*** Records to process Section Begins ***

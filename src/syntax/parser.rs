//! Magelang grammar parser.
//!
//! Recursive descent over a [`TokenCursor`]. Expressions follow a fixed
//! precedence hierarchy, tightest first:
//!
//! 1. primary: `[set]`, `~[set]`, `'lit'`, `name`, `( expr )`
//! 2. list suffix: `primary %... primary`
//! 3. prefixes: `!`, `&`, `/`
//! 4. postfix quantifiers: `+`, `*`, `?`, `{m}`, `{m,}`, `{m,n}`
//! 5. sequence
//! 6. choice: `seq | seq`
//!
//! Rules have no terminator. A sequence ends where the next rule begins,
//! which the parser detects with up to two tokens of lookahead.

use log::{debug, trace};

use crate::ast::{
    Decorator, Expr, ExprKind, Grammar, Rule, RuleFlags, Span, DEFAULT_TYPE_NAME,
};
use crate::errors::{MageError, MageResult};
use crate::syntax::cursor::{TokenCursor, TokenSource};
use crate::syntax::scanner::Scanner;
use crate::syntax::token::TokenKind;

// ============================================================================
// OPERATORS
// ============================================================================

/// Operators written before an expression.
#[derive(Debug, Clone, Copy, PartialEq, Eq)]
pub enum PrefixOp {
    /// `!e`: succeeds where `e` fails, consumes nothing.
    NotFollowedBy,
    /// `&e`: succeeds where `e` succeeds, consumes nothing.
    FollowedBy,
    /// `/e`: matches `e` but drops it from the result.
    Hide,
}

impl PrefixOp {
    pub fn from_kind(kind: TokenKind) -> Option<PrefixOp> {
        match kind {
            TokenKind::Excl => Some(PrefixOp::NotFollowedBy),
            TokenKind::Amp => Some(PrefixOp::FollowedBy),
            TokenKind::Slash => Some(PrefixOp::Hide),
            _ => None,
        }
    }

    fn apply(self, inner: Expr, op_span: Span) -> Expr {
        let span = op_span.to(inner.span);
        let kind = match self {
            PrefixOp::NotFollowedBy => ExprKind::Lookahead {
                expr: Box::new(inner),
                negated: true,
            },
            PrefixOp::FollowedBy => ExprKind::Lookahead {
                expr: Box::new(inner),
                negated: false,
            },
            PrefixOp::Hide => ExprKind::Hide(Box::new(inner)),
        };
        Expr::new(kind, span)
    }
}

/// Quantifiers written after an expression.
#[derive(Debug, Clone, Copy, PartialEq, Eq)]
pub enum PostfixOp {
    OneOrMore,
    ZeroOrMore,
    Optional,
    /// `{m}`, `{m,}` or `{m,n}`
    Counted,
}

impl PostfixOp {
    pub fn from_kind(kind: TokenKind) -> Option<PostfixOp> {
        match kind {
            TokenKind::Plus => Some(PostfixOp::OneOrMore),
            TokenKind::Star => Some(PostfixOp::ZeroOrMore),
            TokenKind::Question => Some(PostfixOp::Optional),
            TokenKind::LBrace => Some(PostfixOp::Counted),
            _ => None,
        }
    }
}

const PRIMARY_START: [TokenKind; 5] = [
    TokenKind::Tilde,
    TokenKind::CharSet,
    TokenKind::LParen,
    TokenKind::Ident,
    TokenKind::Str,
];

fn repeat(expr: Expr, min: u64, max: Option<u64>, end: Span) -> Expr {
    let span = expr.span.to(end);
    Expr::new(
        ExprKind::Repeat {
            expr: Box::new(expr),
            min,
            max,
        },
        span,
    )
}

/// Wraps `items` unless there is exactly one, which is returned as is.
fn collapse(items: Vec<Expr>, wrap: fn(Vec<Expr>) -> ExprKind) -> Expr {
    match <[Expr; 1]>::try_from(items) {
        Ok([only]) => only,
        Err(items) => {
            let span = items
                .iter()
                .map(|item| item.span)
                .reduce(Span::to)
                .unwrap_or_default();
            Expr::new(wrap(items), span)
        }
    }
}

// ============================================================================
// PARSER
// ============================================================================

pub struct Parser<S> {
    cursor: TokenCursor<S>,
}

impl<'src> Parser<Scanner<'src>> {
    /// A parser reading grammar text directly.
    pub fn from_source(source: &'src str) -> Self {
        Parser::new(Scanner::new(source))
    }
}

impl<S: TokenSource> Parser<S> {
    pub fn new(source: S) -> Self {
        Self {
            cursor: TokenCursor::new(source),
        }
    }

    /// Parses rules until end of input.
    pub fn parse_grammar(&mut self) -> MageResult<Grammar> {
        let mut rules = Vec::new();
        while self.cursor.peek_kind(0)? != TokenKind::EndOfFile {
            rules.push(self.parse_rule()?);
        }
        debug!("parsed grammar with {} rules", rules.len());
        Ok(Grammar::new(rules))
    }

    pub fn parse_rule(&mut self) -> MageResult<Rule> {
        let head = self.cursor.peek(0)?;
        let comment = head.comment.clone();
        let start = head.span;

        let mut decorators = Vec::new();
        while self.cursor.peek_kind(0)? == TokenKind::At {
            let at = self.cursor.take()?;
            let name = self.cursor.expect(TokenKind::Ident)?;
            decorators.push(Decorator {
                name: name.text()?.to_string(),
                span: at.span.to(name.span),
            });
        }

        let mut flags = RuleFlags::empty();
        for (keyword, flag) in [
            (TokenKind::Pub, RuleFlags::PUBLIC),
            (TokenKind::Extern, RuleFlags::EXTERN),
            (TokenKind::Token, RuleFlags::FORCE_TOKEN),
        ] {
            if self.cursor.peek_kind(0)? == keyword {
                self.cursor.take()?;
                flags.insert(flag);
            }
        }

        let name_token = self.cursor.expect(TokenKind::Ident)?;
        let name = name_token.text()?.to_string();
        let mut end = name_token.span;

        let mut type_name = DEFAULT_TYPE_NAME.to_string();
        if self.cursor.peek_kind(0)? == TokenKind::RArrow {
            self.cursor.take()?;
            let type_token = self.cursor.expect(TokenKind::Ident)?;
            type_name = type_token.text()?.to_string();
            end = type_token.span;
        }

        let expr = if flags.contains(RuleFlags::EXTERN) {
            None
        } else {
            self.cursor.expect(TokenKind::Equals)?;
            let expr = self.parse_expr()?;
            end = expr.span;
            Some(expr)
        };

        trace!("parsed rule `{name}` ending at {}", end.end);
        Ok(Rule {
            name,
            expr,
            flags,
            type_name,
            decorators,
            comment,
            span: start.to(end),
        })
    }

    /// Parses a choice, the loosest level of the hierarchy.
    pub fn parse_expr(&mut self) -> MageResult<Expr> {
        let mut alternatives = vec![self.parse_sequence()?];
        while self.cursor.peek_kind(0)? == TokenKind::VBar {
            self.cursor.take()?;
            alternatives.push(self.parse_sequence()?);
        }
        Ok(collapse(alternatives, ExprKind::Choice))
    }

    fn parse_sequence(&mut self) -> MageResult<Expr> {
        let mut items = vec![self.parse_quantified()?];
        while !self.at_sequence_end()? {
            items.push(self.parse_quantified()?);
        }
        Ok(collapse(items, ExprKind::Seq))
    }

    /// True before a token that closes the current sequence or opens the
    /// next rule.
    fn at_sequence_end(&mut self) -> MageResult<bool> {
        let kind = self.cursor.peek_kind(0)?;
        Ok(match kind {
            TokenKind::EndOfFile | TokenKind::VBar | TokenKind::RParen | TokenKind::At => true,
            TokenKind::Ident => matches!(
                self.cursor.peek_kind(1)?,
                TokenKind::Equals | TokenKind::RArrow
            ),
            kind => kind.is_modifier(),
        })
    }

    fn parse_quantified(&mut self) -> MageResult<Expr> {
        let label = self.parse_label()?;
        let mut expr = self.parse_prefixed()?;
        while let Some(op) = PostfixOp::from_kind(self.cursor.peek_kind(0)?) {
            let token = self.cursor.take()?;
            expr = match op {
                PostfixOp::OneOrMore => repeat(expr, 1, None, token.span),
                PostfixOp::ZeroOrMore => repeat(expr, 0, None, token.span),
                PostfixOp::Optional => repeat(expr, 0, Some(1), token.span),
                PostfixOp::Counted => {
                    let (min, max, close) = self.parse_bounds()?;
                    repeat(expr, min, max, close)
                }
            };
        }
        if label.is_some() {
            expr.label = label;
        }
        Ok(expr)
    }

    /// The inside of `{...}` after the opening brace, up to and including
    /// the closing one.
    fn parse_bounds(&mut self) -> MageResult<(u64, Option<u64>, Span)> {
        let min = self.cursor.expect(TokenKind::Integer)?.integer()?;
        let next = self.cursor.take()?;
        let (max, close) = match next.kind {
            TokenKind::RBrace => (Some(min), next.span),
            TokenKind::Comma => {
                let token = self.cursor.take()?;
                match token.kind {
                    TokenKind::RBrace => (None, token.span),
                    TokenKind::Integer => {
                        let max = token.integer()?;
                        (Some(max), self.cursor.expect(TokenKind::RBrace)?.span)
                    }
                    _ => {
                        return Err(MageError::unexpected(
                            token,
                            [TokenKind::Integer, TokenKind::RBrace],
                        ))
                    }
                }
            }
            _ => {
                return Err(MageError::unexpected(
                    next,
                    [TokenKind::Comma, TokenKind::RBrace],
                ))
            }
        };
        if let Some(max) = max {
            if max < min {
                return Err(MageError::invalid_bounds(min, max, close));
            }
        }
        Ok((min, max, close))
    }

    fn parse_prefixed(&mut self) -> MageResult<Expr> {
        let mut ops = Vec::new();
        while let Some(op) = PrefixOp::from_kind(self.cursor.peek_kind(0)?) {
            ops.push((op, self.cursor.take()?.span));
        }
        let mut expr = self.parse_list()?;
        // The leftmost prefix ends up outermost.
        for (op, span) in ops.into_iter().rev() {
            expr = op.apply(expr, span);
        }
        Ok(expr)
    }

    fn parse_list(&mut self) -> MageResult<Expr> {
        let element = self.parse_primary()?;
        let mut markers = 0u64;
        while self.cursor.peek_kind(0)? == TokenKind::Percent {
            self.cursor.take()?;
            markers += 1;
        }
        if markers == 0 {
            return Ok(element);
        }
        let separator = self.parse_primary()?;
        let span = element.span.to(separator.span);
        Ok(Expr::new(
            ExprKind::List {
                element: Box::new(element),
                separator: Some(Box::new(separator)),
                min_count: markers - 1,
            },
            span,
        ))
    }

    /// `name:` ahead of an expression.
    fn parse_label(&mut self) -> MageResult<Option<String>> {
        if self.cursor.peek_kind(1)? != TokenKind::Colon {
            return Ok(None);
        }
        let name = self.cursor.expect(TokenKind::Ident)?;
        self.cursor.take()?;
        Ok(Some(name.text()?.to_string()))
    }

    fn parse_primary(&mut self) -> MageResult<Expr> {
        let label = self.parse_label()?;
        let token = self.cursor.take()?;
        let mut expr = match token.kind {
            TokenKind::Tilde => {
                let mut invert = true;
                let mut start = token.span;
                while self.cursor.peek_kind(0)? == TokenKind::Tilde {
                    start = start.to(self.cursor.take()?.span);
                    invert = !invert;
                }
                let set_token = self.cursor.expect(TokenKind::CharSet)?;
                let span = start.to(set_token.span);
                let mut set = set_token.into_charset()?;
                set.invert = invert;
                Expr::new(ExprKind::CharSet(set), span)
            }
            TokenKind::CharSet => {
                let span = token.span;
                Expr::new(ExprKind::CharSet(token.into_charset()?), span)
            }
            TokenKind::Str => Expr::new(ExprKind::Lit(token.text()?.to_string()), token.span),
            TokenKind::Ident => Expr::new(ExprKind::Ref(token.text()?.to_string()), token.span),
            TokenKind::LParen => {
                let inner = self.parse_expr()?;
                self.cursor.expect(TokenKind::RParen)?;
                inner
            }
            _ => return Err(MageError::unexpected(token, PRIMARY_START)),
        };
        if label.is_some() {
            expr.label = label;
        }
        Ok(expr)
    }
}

*** Records to process Section Ends ***
*** Records to process Section Begins ***

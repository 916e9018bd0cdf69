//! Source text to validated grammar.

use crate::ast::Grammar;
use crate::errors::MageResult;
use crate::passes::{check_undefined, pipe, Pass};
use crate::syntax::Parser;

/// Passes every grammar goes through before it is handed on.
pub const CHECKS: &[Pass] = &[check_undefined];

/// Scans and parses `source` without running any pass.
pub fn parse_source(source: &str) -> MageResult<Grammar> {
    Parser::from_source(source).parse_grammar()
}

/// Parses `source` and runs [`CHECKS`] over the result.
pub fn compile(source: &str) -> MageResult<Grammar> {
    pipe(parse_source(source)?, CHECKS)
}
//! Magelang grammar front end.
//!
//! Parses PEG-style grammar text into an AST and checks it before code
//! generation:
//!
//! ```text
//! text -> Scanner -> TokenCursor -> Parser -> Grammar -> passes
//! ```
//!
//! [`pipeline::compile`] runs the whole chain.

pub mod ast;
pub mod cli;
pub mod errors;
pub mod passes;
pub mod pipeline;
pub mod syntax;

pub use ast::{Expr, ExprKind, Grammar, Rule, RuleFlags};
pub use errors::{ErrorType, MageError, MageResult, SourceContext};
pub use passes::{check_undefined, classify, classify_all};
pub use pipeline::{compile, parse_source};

*** Records to process Section Ends ***
*** Records to process Section Begins ***

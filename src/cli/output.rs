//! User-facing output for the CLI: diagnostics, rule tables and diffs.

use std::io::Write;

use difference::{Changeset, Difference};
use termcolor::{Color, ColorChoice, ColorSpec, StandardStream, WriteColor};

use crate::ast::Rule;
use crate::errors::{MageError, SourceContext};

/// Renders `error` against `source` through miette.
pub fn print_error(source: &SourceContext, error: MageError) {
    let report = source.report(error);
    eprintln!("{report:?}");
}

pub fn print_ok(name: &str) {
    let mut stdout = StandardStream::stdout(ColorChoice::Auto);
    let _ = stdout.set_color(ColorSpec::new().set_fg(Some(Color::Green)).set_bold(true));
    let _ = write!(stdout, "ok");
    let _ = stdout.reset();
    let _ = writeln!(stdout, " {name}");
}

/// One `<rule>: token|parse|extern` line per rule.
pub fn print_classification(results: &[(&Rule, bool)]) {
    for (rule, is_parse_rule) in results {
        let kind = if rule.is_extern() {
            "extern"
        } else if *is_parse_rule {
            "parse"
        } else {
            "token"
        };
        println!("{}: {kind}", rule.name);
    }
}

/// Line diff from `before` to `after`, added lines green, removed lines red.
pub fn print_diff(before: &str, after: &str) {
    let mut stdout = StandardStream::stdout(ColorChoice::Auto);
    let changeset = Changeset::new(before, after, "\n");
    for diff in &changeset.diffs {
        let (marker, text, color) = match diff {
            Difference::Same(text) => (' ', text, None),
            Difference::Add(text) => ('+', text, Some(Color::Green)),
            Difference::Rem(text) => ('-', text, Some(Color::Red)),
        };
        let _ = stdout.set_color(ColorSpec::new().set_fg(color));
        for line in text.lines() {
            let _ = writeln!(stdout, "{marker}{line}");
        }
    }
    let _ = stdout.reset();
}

*** Records to process Section Ends ***

■ What needs to be done
Using the listing above, return all lines where the word "filename" occurs.

■ Answer
filename src/syntax/parser.rs
filename src/cli/output.rs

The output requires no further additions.